• Your instructions
In the entries below, find the lines with the word "Future" and copy them.

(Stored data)
___
//! Minesweeper for chat bots: a grid engine, a concurrency-safe store of live
//! games keyed by the message that displays them, and the orchestration that
//! turns taps on that message into reveals and re-renders.

use std::fmt::{Display, Formatter};

pub mod board;
pub mod config;
pub mod error;
pub mod grid;
pub mod policy;
pub mod prompt;
pub mod render;
pub mod session;
pub mod store;

pub use board::{Board, BoardSize, Point};
pub use config::{Config, ConfigError};
pub use error::{Error, Field, Result, ValidationError};
pub use grid::Grid;
pub use policy::{GameParameters, Policy};
pub use prompt::{Command, ParameterPrompt, PromptStep};
pub use render::{render_cell, render_grid, CellTag, RenderedCell, RenderedView, Token};
pub use session::{GameResult, Games, Outcome, PendingGame};
pub use store::{SessionKey, SessionStore, SharedGrid};

#[derive(Copy, Clone, Debug, Eq, PartialEq)]
pub struct Cell {
    pub kind: CellKind,
    pub visibility: Visibility
}

impl Cell {
    pub const CLOSED_EMPTY: Cell = Cell::new(CellKind::Empty, Visibility::Closed);

    pub const fn new(kind: CellKind, visibility: Visibility) -> Self {
        Self {
            kind,
            visibility
        }
    }

    pub const fn is_mine(&self) -> bool {
        matches!(self.kind, CellKind::Mine)
    }

    pub const fn is_open(&self) -> bool {
        matches!(self.visibility, Visibility::Open)
    }
}

impl Display for Cell {
    fn fmt(&self, f: &mut Formatter<'_>) -> std::fmt::Result {
        match (self.kind, self.visibility) {
            (_, Visibility::Closed) => write!(f, "▩"),
            (_, Visibility::Flagged) => write!(f, "!"),
            (CellKind::Empty, Visibility::Open) => write!(f, " "),
            (CellKind::Numbered(number), Visibility::Open) => write!(f, "{number}"),
            (CellKind::Mine, Visibility::Open) => write!(f, "*")
        }
    }
}

/// What a cell holds. Fixed when the grid is generated.
#[derive(Copy, Clone, Debug, Eq, PartialEq)]
pub enum CellKind {
    Empty,
    Mine,
    /// Number of adjacent mines, always in `1..=8`.
    Numbered(u8)
}

impl CellKind {
    pub const fn from_count(count: u8) -> Self {
        match count {
            0 => CellKind::Empty,
            count => CellKind::Numbered(count)
        }
    }
}

#[derive(Copy, Clone, Debug, Eq, PartialEq)]
pub enum Visibility {
    Closed, Flagged, Open
}

#[derive(Copy, Clone, Debug, Eq, PartialEq)]
pub enum GameStatus {
    Running, Won, Lost
}

impl GameStatus {
    pub const fn is_terminal(self) -> bool {
        matches!(self, GameStatus::Won | GameStatus::Lost)
    }
}
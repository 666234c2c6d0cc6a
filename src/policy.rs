use crate::board::BoardSize;
use crate::error::{Error, Field, Result, ValidationError};
use serde::{Deserialize, Serialize};

/// What the user asked for.
#[derive(Copy, Clone, Debug, Eq, PartialEq, Serialize, Deserialize)]
pub struct GameParameters {
    pub width: usize,
    pub height: usize,
    pub mines: usize
}

impl GameParameters {
    pub const fn new(width: usize, height: usize, mines: usize) -> Self {
        Self { width, height, mines }
    }
}

/// Bounds a game must fit in before a grid is generated for it.
#[derive(Copy, Clone, Debug, Eq, PartialEq, Serialize, Deserialize)]
#[serde(default)]
pub struct Policy {
    pub min_size: usize,
    pub max_size: usize,
    pub min_mines: usize,
    /// Upper bound on mines as a percentage of the grid area, rounded down.
    pub max_mine_percent: usize
}

impl Default for Policy {
    fn default() -> Self {
        Self {
            min_size: 4,
            max_size: 8,
            min_mines: 1,
            max_mine_percent: 80
        }
    }
}

impl Policy {

    pub fn max_mines(&self, width: usize, height: usize) -> usize {
        width.saturating_mul(height).saturating_mul(self.max_mine_percent) / 100
    }

    /// Rejects policies that would let a degenerate grid through validation.
    pub fn check(&self) -> std::result::Result<(), &'static str> {
        if self.min_size == 0 {
            return Err("minimum size must be positive")
        }
        if self.min_size > self.max_size {
            return Err("minimum size is larger than maximum size")
        }
        if self.min_mines == 0 {
            return Err("minimum mine count must be positive")
        }
        if self.max_mine_percent >= 100 {
            return Err("mines must leave at least one safe cell")
        }
        if self.max_mines(self.max_size, self.max_size) < self.min_mines {
            return Err("no grid size admits the minimum mine count")
        }
        Ok(())
    }

    pub fn validate_width(&self, width: usize) -> std::result::Result<usize, ValidationError> {
        if (self.min_size..=self.max_size).contains(&width) {
            Ok(width)
        } else {
            Err(self.size_error(Field::Width))
        }
    }

    pub fn validate_height(&self, height: usize) -> std::result::Result<usize, ValidationError> {
        if (self.min_size..=self.max_size).contains(&height) {
            Ok(height)
        } else {
            Err(self.size_error(Field::Height))
        }
    }

    /// Checks width, height, the minimum and then the maximum mine count, and
    /// reports the first one that fails.
    pub fn validate(&self, parameters: GameParameters) -> std::result::Result<GameParameters, ValidationError> {
        let GameParameters { width, height, mines } = parameters;

        self.validate_width(width)?;
        self.validate_height(height)?;

        if mines < self.min_mines {
            return Err(ValidationError::new(
                Field::MineCount,
                format!("Mines count should be at least `{}`", self.min_mines)
            ))
        }

        let max_mines = self.max_mines(width, height);
        if mines > max_mines {
            return Err(ValidationError::new(
                Field::MineCount,
                format!("Max mines count for `{width}` by `{height}` minefield is `{max_mines}`, you entered `{mines}`")
            ))
        }

        Ok(parameters)
    }

    /// The engine's own check: anything outside the policy is a contract
    /// violation here, not something to explain to the user.
    pub fn board_size(&self, parameters: GameParameters) -> Result<BoardSize> {
        let GameParameters { width, height, mines } = parameters;

        if self.validate(parameters).is_err() {
            return Err(Error::InvalidParameters { width, height, mines })
        }

        BoardSize::new(width, height, mines)
    }

    pub(crate) fn size_error(&self, field: Field) -> ValidationError {
        let name = match field {
            Field::Width => "Width",
            Field::Height => "Height",
            Field::MineCount => "Mines count"
        };

        ValidationError::new(field, format!("{name} should be in between `{}` and `{}`", self.min_size, self.max_size))
    }
}
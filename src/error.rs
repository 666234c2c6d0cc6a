use thiserror::Error;

/// The game parameter a [`ValidationError`] refers to.
#[derive(Copy, Clone, Debug, Eq, PartialEq, Hash)]
pub enum Field {
    Width,
    Height,
    MineCount
}

/// A user-correctable problem with the requested game parameters. Displays as
/// its reason, which is meant to be shown to the user as is.
#[derive(Error, Clone, Debug, Eq, PartialEq)]
#[error("{reason}")]
pub struct ValidationError {
    pub field: Field,
    pub reason: String
}

impl ValidationError {
    pub fn new(field: Field, reason: impl Into<String>) -> Self {
        Self { field, reason: reason.into() }
    }
}

#[derive(Error, Clone, Debug, Eq, PartialEq)]
pub enum Error {
    #[error("grid cannot be {width} by {height} with {mines} mines")]
    InvalidParameters {
        width: usize,
        height: usize,
        mines: usize
    },
    #[error(transparent)]
    Validation(#[from] ValidationError),
    #[error("malformed cell tag {0:?}")]
    MalformedTag(String)
}

impl Error {
    /// The text to show the user, if this error is theirs to fix.
    pub fn user_message(&self) -> Option<&str> {
        match self {
            Error::Validation(error) => Some(&error.reason),
            _ => None
        }
    }
}

pub type Result<T> = std::result::Result<T, Error>;
use crate::policy::Policy;
use serde::{Deserialize, Serialize};
use std::path::Path;
use thiserror::Error;

#[derive(Error, Debug)]
pub enum ConfigError {
    #[error("failed to read config: {0}")]
    Io(#[from] std::io::Error),
    #[error("failed to parse config: {0}")]
    Json(#[from] serde_json::Error),
    #[error("invalid config: {0}")]
    Invalid(&'static str)
}

/// Settings for [`crate::Games`]. Every field has a default, so `{}` is a
/// complete config.
#[derive(Copy, Clone, Debug, Default, Eq, PartialEq, Serialize, Deserialize)]
#[serde(default)]
pub struct Config {
    pub policy: Policy,
    /// Most games kept at once. Unbounded when absent.
    pub session_capacity: Option<usize>
}

impl Config {

    pub fn from_json(json: &str) -> Result<Self, ConfigError> {
        let config: Config = serde_json::from_str(json)?;

        config.policy
                .check()
                .map_err(ConfigError::Invalid)?;

        if config.session_capacity == Some(0) {
            return Err(ConfigError::Invalid("session capacity must be positive"))
        }

        Ok(config)
    }

    pub fn load(path: impl AsRef<Path>) -> Result<Self, ConfigError> {
        let path = path.as_ref();
        log::debug!("loading config from {}", path.display());

        Self::from_json(&std::fs::read_to_string(path)?)
    }
}
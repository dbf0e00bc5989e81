use alloy::primitives::{Address, address, hex};

pub const ENTRYPOINT_ADDRESS_V0_6: Address =
    address!("0x5FF137D4b0FDCD49DcA30c7CF57E578a026d2789");

/// Placeholder signature sent with gas estimation requests. Same length as a
/// real ECDSA signature so size-sensitive estimators quote correctly.
pub const DEFAULT_DUMMY_SIGNATURE: [u8; 65] = hex!(
    "fffffffffffffffffffffffffffffff0000000000000000000000000000000007aaaaaaaaaaaaaaaaaaaaaaaaaaaaaaaaaaaaaaaaaaaaaaaaaaaaaaaaaaaaaaa1c"
);

pub const ALCHEMY_SEPOLIA_BASE_URL: &str = "https://eth-sepolia.g.alchemy.com/v2/";

pub const JSONRPC_VERSION: &str = "2.0";

pub const METHOD_REQUEST_GAS_AND_PAYMASTER: &str = "alchemy_requestGasAndPaymasterAndData";
pub const METHOD_SEND_USER_OPERATION: &str = "eth_sendUserOperation";
pub const METHOD_GET_USER_OPERATION_RECEIPT: &str = "eth_getUserOperationReceipt";
pub const METHOD_GET_USER_OPERATION_BY_HASH: &str = "eth_getUserOperationByHash";
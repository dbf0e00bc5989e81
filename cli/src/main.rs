use clap::Parser;
use tracing_subscriber::{filter::EnvFilter, layer::SubscriberExt, util::SubscriberInitExt};

mod commands;
mod config;

use commands::{Cli, CommandContext};

#[tokio::main]
async fn main() -> anyhow::Result<()> {
    let cli = Cli::parse();
    let config = config::get_config()?;

    let subscriber = tracing_subscriber::registry().with(
        EnvFilter::try_from_default_env().unwrap_or_else(|_| {
            // Default to info level if RUST_LOG environment variable is not set
            "alchemy_userop_cli=info,alchemy_aa_core=info,alchemy_core=info".into()
        }),
    );

    // Logs go to stderr; stdout carries command output
    match config.log_format {
        config::LogFormat::Json => subscriber
            .with(tracing_subscriber::fmt::layer().json().with_writer(std::io::stderr))
            .init(),
        config::LogFormat::Pretty => subscriber
            .with(tracing_subscriber::fmt::layer().with_writer(std::io::stderr))
            .init(),
    }

    tracing::debug!(
        chain_id = config.alchemy.chain_id,
        entrypoint = %config.account.entrypoint,
        "Configuration loaded"
    );

    let ctx = CommandContext::new(config)?;
    commands::run(cli, ctx).await
}
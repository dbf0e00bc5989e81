use alloy::primitives::{Bytes, U256};
use serde::{Deserialize, Serialize};

use crate::codec;

/// Gas limits, fees and paymaster sponsorship returned by
/// `alchemy_requestGasAndPaymasterAndData`.
#[derive(Debug, Clone, PartialEq, Eq, Serialize, Deserialize)]
#[serde(rename_all = "camelCase")]
pub struct GasAndPaymasterQuote {
    #[serde(with = "codec::quantity")]
    pub pre_verification_gas: U256,
    #[serde(with = "codec::quantity")]
    pub call_gas_limit: U256,
    #[serde(with = "codec::quantity")]
    pub verification_gas_limit: U256,
    #[serde(with = "codec::bytes")]
    pub paymaster_and_data: Bytes,
    #[serde(with = "codec::quantity")]
    pub max_fee_per_gas: U256,
    #[serde(with = "codec::quantity")]
    pub max_priority_fee_per_gas: U256,
}
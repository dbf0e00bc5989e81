use std::{env, str::FromStr};

use alchemy_aa_core::{account_factory::FactoryCall, userop::DummySignature};
use alchemy_core::constants::{ALCHEMY_SEPOLIA_BASE_URL, ENTRYPOINT_ADDRESS_V0_6};
use alloy::primitives::{Address, ChainId, U256};
use anyhow::Context;
use config::{Config, File};
use serde::Deserialize;

#[derive(Debug, Clone, Deserialize)]
pub struct CliConfig {
    pub alchemy: AlchemyConfig,
    #[serde(default)]
    pub account: AccountConfig,
    #[serde(default)]
    pub receipt: ReceiptPollConfig,
    #[serde(default)]
    pub log_format: LogFormat,
}

#[derive(Debug, Clone, Deserialize)]
pub struct AlchemyConfig {
    pub api_key: String,
    #[serde(default = "default_base_url")]
    pub base_url: String,
    pub policy_id: String,
    pub chain_id: ChainId,
}

#[derive(Debug, Clone, Deserialize)]
#[serde(default)]
pub struct AccountConfig {
    pub entrypoint: Address,
    /// Zero when the account is already deployed
    pub factory_address: Address,
    pub create_account_signature: String,
    /// Decimal or `0x` hex
    pub salt: String,
    pub dummy_signature: Option<String>,
}

#[derive(Debug, Clone, Deserialize)]
#[serde(default)]
pub struct ReceiptPollConfig {
    pub interval_ms: u64,
    pub max_attempts: u32,
}

#[derive(Debug, Clone, Copy, Default, Deserialize)]
#[serde(rename_all = "lowercase")]
pub enum LogFormat {
    #[default]
    Pretty,
    Json,
}

fn default_base_url() -> String {
    ALCHEMY_SEPOLIA_BASE_URL.to_string()
}

impl Default for AccountConfig {
    fn default() -> Self {
        let call = FactoryCall::default();
        Self {
            entrypoint: ENTRYPOINT_ADDRESS_V0_6,
            factory_address: Address::ZERO,
            create_account_signature: call.signature,
            salt: "0".into(),
            dummy_signature: None,
        }
    }
}

impl Default for ReceiptPollConfig {
    fn default() -> Self {
        Self {
            interval_ms: 2_000,
            max_attempts: 30,
        }
    }
}

impl AccountConfig {
    pub fn factory_call(&self) -> anyhow::Result<FactoryCall> {
        let salt = U256::from_str(self.salt.trim())
            .with_context(|| format!("Invalid factory salt {:?}", self.salt))?;

        Ok(FactoryCall {
            signature: self.create_account_signature.clone(),
            salt,
        })
    }

    pub fn dummy_signature(&self) -> anyhow::Result<DummySignature> {
        match &self.dummy_signature {
            Some(signature) => Ok(DummySignature::from_hex(signature)?),
            None => Ok(DummySignature::default()),
        }
    }
}

pub fn get_config() -> anyhow::Result<CliConfig> {
    let base_path = env::current_dir().context("Failed to determine the current directory")?;
    let configuration_directory = base_path.join("configuration");

    // Detect the running environment
    let environment: Environment = env::var("APP_ENVIRONMENT")
        .unwrap_or_else(|_| "local".into())
        .try_into()
        .map_err(anyhow::Error::msg)?;

    let environment_filename = format!("cli_{}.yaml", environment.as_str());

    let config = Config::builder()
        .add_source(File::from(configuration_directory.join("cli_base.yaml")))
        .add_source(File::from(configuration_directory.join(environment_filename)).required(false))
        .add_source(config::Environment::with_prefix("app").separator("__"))
        .build()
        .context("Failed to build configuration")?;

    config.try_deserialize::<CliConfig>().context(
        "Failed to deserialize configuration; make sure all required fields are set in the \
         configuration files or environment variables",
    )
}

/// The possible runtime environment for the CLI.
pub enum Environment {
    Local,
    Development,
    Production,
}

impl Environment {
    pub fn as_str(&self) -> &'static str {
        match self {
            Environment::Local => "local",
            Environment::Development => "development",
            Environment::Production => "production",
        }
    }
}

impl TryFrom<String> for Environment {
    type Error = String;

    fn try_from(s: String) -> Result<Self, Self::Error> {
        match s.to_lowercase().as_str() {
            "local" => Ok(Self::Local),
            "development" => Ok(Self::Development),
            "production" => Ok(Self::Production),
            other => Err(format!(
                "{other} is not a supported environment. Use either `local`, `development`, or `production`."
            )),
        }
    }
}
use std::future::Future;

use reqwest::{
    Url,
    header::{ACCEPT, CONTENT_TYPE},
};
use tracing::{Instrument, debug, debug_span, trace};

use crate::error::AlchemyError;

/// One-shot request/response exchange with the JSON-RPC gateway.
pub trait RpcTransport: Send + Sync {
    fn send(&self, payload: Vec<u8>)
    -> impl Future<Output = Result<Vec<u8>, AlchemyError>> + Send;
}

/// HTTPS transport posting JSON bodies to a single gateway URL
#[derive(Clone, Debug)]
pub struct HttpTransport {
    client: reqwest::Client,
    url: Url,
}

impl HttpTransport {
    pub fn new(client: reqwest::Client, url: Url) -> Self {
        Self { client, url }
    }

    /// Gateway URL is `base_url` followed by the API key.
    pub fn alchemy(base_url: &str, api_key: &str) -> Result<Self, AlchemyError> {
        let url = Url::parse(&format!("{base_url}{api_key}")).map_err(|e| {
            AlchemyError::validation(format!("Failed to parse gateway URL: {e}"))
        })?;

        let client = reqwest::Client::builder()
            .build()
            .map_err(|e| AlchemyError::validation(format!("Failed to build HTTP client: {e}")))?;

        Ok(Self::new(client, url))
    }

    async fn do_request(&self, payload: Vec<u8>) -> Result<Vec<u8>, AlchemyError> {
        let resp = self
            .client
            .post(self.url.clone())
            .header(ACCEPT, "application/json")
            .header(CONTENT_TYPE, "application/json")
            .body(payload)
            .send()
            .await
            .map_err(|e| {
                tracing::error!("Error sending request: {}", e);
                AlchemyError::transport(e)
            })?;

        let status = resp.status();
        debug!(?status, "received response from server");

        let body = resp.bytes().await.map_err(|e| {
            tracing::error!("Error reading response body: {}", e);
            AlchemyError::TransportError {
                message: e.to_string(),
                status: Some(status.as_u16()),
            }
        })?;
        debug!(bytes = body.len(), "retrieved response body");
        trace!(body = ?String::from_utf8_lossy(&body), "response body");

        if !status.is_success() {
            return Err(AlchemyError::TransportError {
                message: String::from_utf8_lossy(&body).into_owned(),
                status: Some(status.as_u16()),
            });
        }

        Ok(body.to_vec())
    }
}

impl RpcTransport for HttpTransport {
    async fn send(&self, payload: Vec<u8>) -> Result<Vec<u8>, AlchemyError> {
        // Only the host goes into the span; the path carries the API key
        let span = debug_span!("HttpTransport", host = ?self.url.host_str());
        self.do_request(payload).instrument(span).await
    }
}
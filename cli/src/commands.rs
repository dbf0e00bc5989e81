use std::{path::PathBuf, time::Duration};

use alchemy_aa_core::{
    account_factory::FactoryCall,
    userop::{
        PendingUserOperation, QuoteRequestConfig, UserOpRequestBuilder, UserOpRequestConfig,
        build_quote_request, finalize_signed,
    },
};
use alchemy_aa_types::GasAndPaymasterQuote;
use alchemy_core::{
    rpc_clients::{AlchemyClient, HttpTransport},
    signer::LocalUserOpSigner,
};
use alloy::primitives::{Address, Bytes, U256};
use anyhow::Context;
use clap::{Args, Parser, Subcommand};
use serde::Serialize;

use crate::config::CliConfig;

#[derive(Debug, Parser)]
#[command(author, version, about = "Build, sign and submit ERC-4337 UserOperations through Alchemy", long_about = None)]
pub struct Cli {
    #[clap(subcommand)]
    pub command: Command,
}

#[derive(Debug, Subcommand)]
pub enum Command {
    /// Request gas limits, fees and paymaster data for an operation
    Quote(OperationArgs),
    /// Quote, sign with a local key and submit
    Send(SendArgs),
    /// Quote and write the operation digest for an external signer
    Prepare(PrepareArgs),
    /// Attach an external signature to a prepared operation and submit
    Finalize(FinalizeArgs),
    /// Fetch the receipt of a submitted operation
    Receipt(ReceiptArgs),
    /// Look up a submitted operation by hash
    Status(HashArgs),
}

#[derive(Debug, Args)]
pub struct OperationArgs {
    /// Smart account sending the operation
    #[arg(long)]
    pub account: Address,
    /// EOA passed to the account factory; defaults to the signer or the account
    #[arg(long)]
    pub owner: Option<Address>,
    #[arg(long, default_value = "0")]
    pub nonce: U256,
    #[arg(long)]
    pub call_data: Bytes,
}

#[derive(Debug, Args)]
pub struct SendArgs {
    #[command(flatten)]
    pub operation: OperationArgs,
    #[arg(long, env = "USEROP_PRIVATE_KEY", hide_env_values = true)]
    pub private_key: String,
    /// Send the operation as the only positional parameter
    #[arg(long)]
    pub without_entrypoint: bool,
}

#[derive(Debug, Args)]
pub struct PrepareArgs {
    #[command(flatten)]
    pub operation: OperationArgs,
    /// Reject signatures that do not recover to this address
    #[arg(long)]
    pub expect_signer: Option<Address>,
    /// Where to write the pending operation, stdout otherwise
    #[arg(long)]
    pub out: Option<PathBuf>,
}

#[derive(Debug, Args)]
pub struct FinalizeArgs {
    /// File written by `prepare`
    #[arg(long)]
    pub pending: PathBuf,
    /// 65-byte `r || s || v` signature over the pending digest
    #[arg(long)]
    pub signature: Bytes,
}

#[derive(Debug, Args)]
pub struct ReceiptArgs {
    pub hash: String,
    /// Poll until the operation is included
    #[arg(long)]
    pub wait: bool,
}

#[derive(Debug, Args)]
pub struct HashArgs {
    pub hash: String,
}

/// Shared state for one CLI invocation.
pub struct CommandContext {
    config: CliConfig,
    client: AlchemyClient<HttpTransport>,
    next_id: u64,
}

impl CommandContext {
    pub fn new(config: CliConfig) -> anyhow::Result<Self> {
        let transport = HttpTransport::alchemy(&config.alchemy.base_url, &config.alchemy.api_key)?;
        Ok(Self {
            config,
            client: AlchemyClient::new(transport),
            next_id: 1,
        })
    }

    fn request_id(&mut self) -> u64 {
        let id = self.next_id;
        self.next_id += 1;
        id
    }

    async fn quote(
        &mut self,
        operation: &OperationArgs,
        owner: Address,
        factory_call: &FactoryCall,
    ) -> anyhow::Result<GasAndPaymasterQuote> {
        let dummy_signature = self.config.account.dummy_signature()?;
        let id = self.request_id();

        let request = build_quote_request(
            QuoteRequestConfig {
                call_data: operation.call_data.clone(),
                owner_address: owner,
                account_address: operation.account,
                nonce: operation.nonce,
                policy_id: &self.config.alchemy.policy_id,
                entrypoint: self.config.account.entrypoint,
                factory_address: self.config.account.factory_address,
                factory_call,
                dummy_signature: &dummy_signature,
            },
            id,
        )?;

        Ok(self.client.request_gas_and_paymaster(request).await?)
    }

    fn request_config<'a>(
        &self,
        operation: &OperationArgs,
        owner: Address,
        quote: &'a GasAndPaymasterQuote,
        factory_call: &'a FactoryCall,
    ) -> UserOpRequestConfig<'a> {
        UserOpRequestConfig {
            call_data: operation.call_data.clone(),
            quote,
            chain_id: self.config.alchemy.chain_id,
            entrypoint: self.config.account.entrypoint,
            owner_address: owner,
            account_address: operation.account,
            nonce: operation.nonce,
            factory_address: self.config.account.factory_address,
            factory_call,
        }
    }
}

pub async fn run(cli: Cli, mut ctx: CommandContext) -> anyhow::Result<()> {
    match cli.command {
        Command::Quote(args) => {
            let factory_call = ctx.config.account.factory_call()?;
            let owner = args.owner.unwrap_or(args.account);
            let quote = ctx.quote(&args, owner, &factory_call).await?;
            print_json(&quote)?;
        }
        Command::Send(args) => {
            let signer = LocalUserOpSigner::from_private_key(&args.private_key)?;
            let factory_call = ctx.config.account.factory_call()?;
            let owner = args.operation.owner.unwrap_or_else(|| signer.address());

            let quote = ctx.quote(&args.operation, owner, &factory_call).await?;
            let id = ctx.request_id();
            let config = ctx.request_config(&args.operation, owner, &quote, &factory_call);
            let request = UserOpRequestBuilder::new(config).build_signed(
                &signer,
                id,
                !args.without_entrypoint,
            )?;

            let op_hash = ctx.client.send_user_operation(request).await?;
            println!("{op_hash}");
        }
        Command::Prepare(args) => {
            let factory_call = ctx.config.account.factory_call()?;
            let owner = args.operation.owner.unwrap_or(args.operation.account);

            let quote = ctx.quote(&args.operation, owner, &factory_call).await?;
            let config = ctx.request_config(&args.operation, owner, &quote, &factory_call);
            let mut pending = UserOpRequestBuilder::new(config).prepare()?;
            if let Some(signer) = args.expect_signer {
                pending = pending.expect_signer(signer);
            }

            tracing::info!(digest = %pending.digest(), "Sign this digest and run `finalize`");

            let serialized = serde_json::to_string_pretty(&pending)?;
            match args.out {
                Some(path) => std::fs::write(&path, serialized)
                    .with_context(|| format!("Failed to write {}", path.display()))?,
                None => println!("{serialized}"),
            }
        }
        Command::Finalize(args) => {
            let pending = std::fs::read(&args.pending)
                .with_context(|| format!("Failed to read {}", args.pending.display()))?;
            let pending: PendingUserOperation = serde_json::from_slice(&pending)
                .context("Pending operation file is not valid")?;

            let id = ctx.request_id();
            let request =
                finalize_signed(id, args.signature, pending, ctx.config.account.entrypoint)?;
            let op_hash = ctx.client.send_user_operation(request).await?;
            println!("{op_hash}");
        }
        Command::Receipt(args) => {
            let attempts = if args.wait {
                ctx.config.receipt.max_attempts.max(1)
            } else {
                1
            };
            let interval = Duration::from_millis(ctx.config.receipt.interval_ms);

            for attempt in 1..=attempts {
                let id = ctx.request_id();
                if let Some(receipt) = ctx.client.get_user_operation_receipt(&args.hash, id).await? {
                    print_json(&receipt)?;
                    return Ok(());
                }

                tracing::debug!(attempt, "Receipt not available yet");
                if attempt < attempts {
                    tokio::time::sleep(interval).await;
                }
            }

            anyhow::bail!("No receipt for {} yet", args.hash);
        }
        Command::Status(args) => {
            let id = ctx.request_id();
            match ctx.client.get_user_operation_by_hash(&args.hash, id).await? {
                Some(lookup) => print_json(&lookup)?,
                None => anyhow::bail!("Operation {} is unknown to the bundler", args.hash),
            }
        }
    }

    Ok(())
}

fn print_json<T: Serialize>(value: &T) -> anyhow::Result<()> {
    println!("{}", serde_json::to_string_pretty(value)?);
    Ok(())
}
___
• Response
use std::future::Future;
    -> impl Future<Output = Result<Vec<u8>, AlchemyError>> + Send;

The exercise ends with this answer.